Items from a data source
====

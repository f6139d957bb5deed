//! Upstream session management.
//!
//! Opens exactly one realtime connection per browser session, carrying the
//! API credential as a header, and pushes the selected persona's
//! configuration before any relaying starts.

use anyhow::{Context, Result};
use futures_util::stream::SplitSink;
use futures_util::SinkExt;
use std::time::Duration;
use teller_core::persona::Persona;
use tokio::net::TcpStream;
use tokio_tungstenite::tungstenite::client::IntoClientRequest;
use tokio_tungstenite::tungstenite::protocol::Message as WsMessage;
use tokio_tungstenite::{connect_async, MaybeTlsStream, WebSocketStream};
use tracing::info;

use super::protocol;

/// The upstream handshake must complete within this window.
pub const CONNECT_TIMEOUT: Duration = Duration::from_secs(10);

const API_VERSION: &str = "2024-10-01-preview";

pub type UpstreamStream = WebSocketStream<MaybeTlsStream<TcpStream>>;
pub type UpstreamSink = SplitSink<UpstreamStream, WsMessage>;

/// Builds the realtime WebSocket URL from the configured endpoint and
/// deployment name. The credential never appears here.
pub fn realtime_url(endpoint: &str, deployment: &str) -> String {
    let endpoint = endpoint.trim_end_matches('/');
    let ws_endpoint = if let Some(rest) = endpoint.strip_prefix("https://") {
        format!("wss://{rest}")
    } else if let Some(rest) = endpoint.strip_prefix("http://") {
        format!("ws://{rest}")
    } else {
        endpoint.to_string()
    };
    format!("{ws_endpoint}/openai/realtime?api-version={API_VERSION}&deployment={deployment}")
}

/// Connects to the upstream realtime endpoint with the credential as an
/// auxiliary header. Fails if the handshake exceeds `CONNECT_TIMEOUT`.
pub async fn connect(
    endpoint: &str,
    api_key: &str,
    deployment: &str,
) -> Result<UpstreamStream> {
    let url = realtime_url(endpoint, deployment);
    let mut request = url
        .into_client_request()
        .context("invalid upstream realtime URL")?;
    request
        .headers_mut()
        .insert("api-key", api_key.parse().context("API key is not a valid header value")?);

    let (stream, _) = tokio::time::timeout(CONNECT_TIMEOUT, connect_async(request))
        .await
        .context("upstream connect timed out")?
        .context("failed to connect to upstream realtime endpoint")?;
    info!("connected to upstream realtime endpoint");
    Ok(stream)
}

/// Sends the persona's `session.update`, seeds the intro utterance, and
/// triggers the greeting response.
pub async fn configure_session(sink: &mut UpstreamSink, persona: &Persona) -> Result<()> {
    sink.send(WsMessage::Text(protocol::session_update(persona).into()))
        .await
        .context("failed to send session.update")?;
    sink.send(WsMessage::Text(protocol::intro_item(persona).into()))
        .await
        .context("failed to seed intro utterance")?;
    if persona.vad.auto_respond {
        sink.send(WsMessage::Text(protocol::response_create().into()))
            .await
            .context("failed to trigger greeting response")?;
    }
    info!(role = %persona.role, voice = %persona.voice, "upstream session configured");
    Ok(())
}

====

● **What is required**
Check every line of the entries for the string "WebSocketStream". Give only the number of lines that hold it.

● **Task solution**
2